Comparto
esta mañana del domingo de Pentecostés, en el que mucha gente está librando una
íntima y dura batalla contra el miedo, un bonito texto, que le ha hecho llegar a Isabel mi amiga Paz, del jesuita Toni Catalá,
del centro Arrupe, de Valencia.
Este
texto, y esas palabras de Jesús, en el evangelio de Juan. Estas cosas os he hablado para que en mí
tengáis paz. En el mundo tendréis aflicción; pero no temáis, yo he vencido al
mundo. (Jn.16,33)
Ha
sido necesario estar cincuenta días desde el domingo de Pascua celebrando,
orando y reflexionando sobre todo lo acontecido en Jesús de Nazaret. Ahora ya
podemos “entender” que, en el Evangelio de San Juan, la Resurrección del Señor,
el encuentro con los discípulos y el don del Espíritu sean un mismo
acontecimiento. “Estiramos” el tiempo para posar lo vivido y entendernos, pero
lo que celebramos como único es que la muerte no tiene la última palabra, sino
que la última palabra sobre nuestra vida y nuestra historia la tiene la Vida
Compasiva manifestada en Jesús.
Muerte
es vivir con miedo a la vida y el miedo nos la mata y nos esclaviza. No somos
superhombres ni supermujeres, somos simplemente humanos, criaturas vulnerables,
y es verdad que sentimos miedo a la muerte física y a la muerte social.
Sentimos el miedo a no ser tenidos en cuenta, sentimos el miedo a la soledad,
sentimos el miedo a la enfermedad… pero cuando hemos experimentado que lo que
está en el fondo de nuestras penas y miedos es la inquebrantable fidelidad del
Amor que nos envuelve y abraza, el miedo no desaparece mágicamente, seríamos
personas enfermas, pero ya no le otorgamos todo el poder sobre nuestras vidas
porque resuena una vez más “la Paz contigo, la Paz con vosotros” ¡Gracias,
Jesús!
Muerte
es vivir con miedo a Dios.
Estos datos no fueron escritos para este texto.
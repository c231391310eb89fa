//! Bodies of the ACK and NAK frames. They are part of the wire format so that a retransmission
//!  layer can be added without a protocol version change, but the transport in this crate
//!  neither sends nor acts on them: subscribers drop every non-DATA frame.

use anyhow::bail;
use bytes::{Buf, BufMut};

#[derive(Debug, Clone, Eq, PartialEq)]
pub struct AckFrame {
    /// All sequence numbers *below* (excluding) this one were received
    pub cumulative_ack: u64,
    /// Bit `n` set means `cumulative_ack + 1 + n` was received as well (selective ACK)
    pub sack_bitmap: u64,
}
impl AckFrame {
    pub const SERIALIZED_LEN: usize = 2 * size_of::<u64>();

    pub fn ser(&self, buf: &mut impl BufMut) {
        buf.put_u64(self.cumulative_ack);
        buf.put_u64(self.sack_bitmap);
    }

    pub fn deser(buf: &mut impl Buf) -> anyhow::Result<AckFrame> {
        let cumulative_ack = buf.try_get_u64()?;
        let sack_bitmap = buf.try_get_u64()?;
        Ok(AckFrame { cumulative_ack, sack_bitmap })
    }

    /// The sequence numbers above the cumulative ACK that the bitmap reports as received
    pub fn selectively_acked(&self) -> impl Iterator<Item = u64> + '_ {
        (0..u64::BITS)
            .filter(|bit| self.sack_bitmap & (1 << bit) != 0)
            .filter_map(|bit| self.cumulative_ack.checked_add(1 + bit as u64))
    }
}

/// An inclusive range of sequence numbers requested for re-sending
#[derive(Debug, Clone, Copy, Eq, PartialEq)]
pub struct NakRange {
    pub start_seq: u64,
    pub end_seq: u64,
}

#[derive(Debug, Clone, Eq, PartialEq)]
pub struct NakFrame {
    pub ranges: Vec<NakRange>,
}
impl NakFrame {
    pub fn serialized_len(&self) -> usize {
        size_of::<u16>() + self.ranges.len() * 2 * size_of::<u64>()
    }

    /// NB: A NAK must fit into a single datagram, so callers split longer lists into several
    ///      frames. More than `u16::MAX` ranges is a bug on the caller side.
    pub fn ser(&self, buf: &mut impl BufMut) {
        let count: u16 = self.ranges.len().try_into()
            .expect("NAK frames are limited to u16::MAX ranges");
        buf.put_u16(count);
        for range in &self.ranges {
            buf.put_u64(range.start_seq);
            buf.put_u64(range.end_seq);
        }
    }

    pub fn deser(buf: &mut impl Buf) -> anyhow::Result<NakFrame> {
        let count = buf.try_get_u16()? as usize;
        if buf.remaining() < count * 2 * size_of::<u64>() {
            bail!("NAK frame declares {} ranges but has only {} bytes left", count, buf.remaining());
        }

        let mut ranges = Vec::with_capacity(count);
        for _ in 0..count {
            let start_seq = buf.try_get_u64()?;
            let end_seq = buf.try_get_u64()?;
            if end_seq < start_seq {
                bail!("inverted NAK range {}..={}", start_seq, end_seq);
            }
            ranges.push(NakRange { start_seq, end_seq });
        }
        Ok(NakFrame { ranges })
    }
}
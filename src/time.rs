use std::time::SystemTime;

/// Wall clock nanoseconds since the UNIX epoch, used for send and receive timestamps. A clock
///  set before 1970 yields 0 rather than an error: timestamps are informational only.
pub(crate) fn now_ns() -> u64 {
    SystemTime::now()
        .duration_since(SystemTime::UNIX_EPOCH)
        .map(|d| d.as_nanos().try_into().unwrap_or(u64::MAX))
        .unwrap_or(0)
}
Qué pena y qué dolor más grande ver a gente buena
que sigue aterrorizada ante Dios, ante una posible condena y castigo por su
parte. Qué dolor ver a gentes que se siguen autoproclamando representantes de
Dios para juzgar y condenar a otras criaturas como ellos. San Pablo nos dice
genialmente que el Espíritu que recibimos nos impide recaer en el temor porque
nos hace hijos es hijas. El Espíritu Santo es espíritu de libertad y de
filiación. Se nos da el Espíritu para generar dinámicas y ámbitos de perdón,
nunca para condenar, en este mundo tan endiabladamente complejo. Y cuando no podemos
perdonar, somos humanos no somos dioses, podemos “retener” la situación hasta
que el Dios Fuente de todo Bien, que tiene la última palabra sobre todo y sobre
todos, nos ilumine ¡Gracias, Jesús! No se trata de perdón o condena, sino de
perdón y discernimiento.
Muerte
es vivir cerrados sobre nosotros mismos. El Espíritu nos abre a la comunidad, a
la eclesialidad. El seguimiento no lo hacemos en solitario. Si en Jesús se
revela la Paternidad y Maternidad de Dios, a este Dios se le acredita, se le
testifica, se hace verdad y se santifica su Nombre en la medida que nos abrimos
a la comunidad. Es un Espíritu que nos quiere libres y diversos, cada uno tiene
su don, su “chispa de gracia”, no anula la diversidad porque eso sería muerte,
no anula las particularidades culturales y personales porque eso sería
totalitarismo, sino que es un Espíritu que une lo diverso para que nos
reencontremos en nuestra radical dignidad de Hijas e Hijos, la unidad está en
nuestra misma humanidad ¡Gracias, Jesús!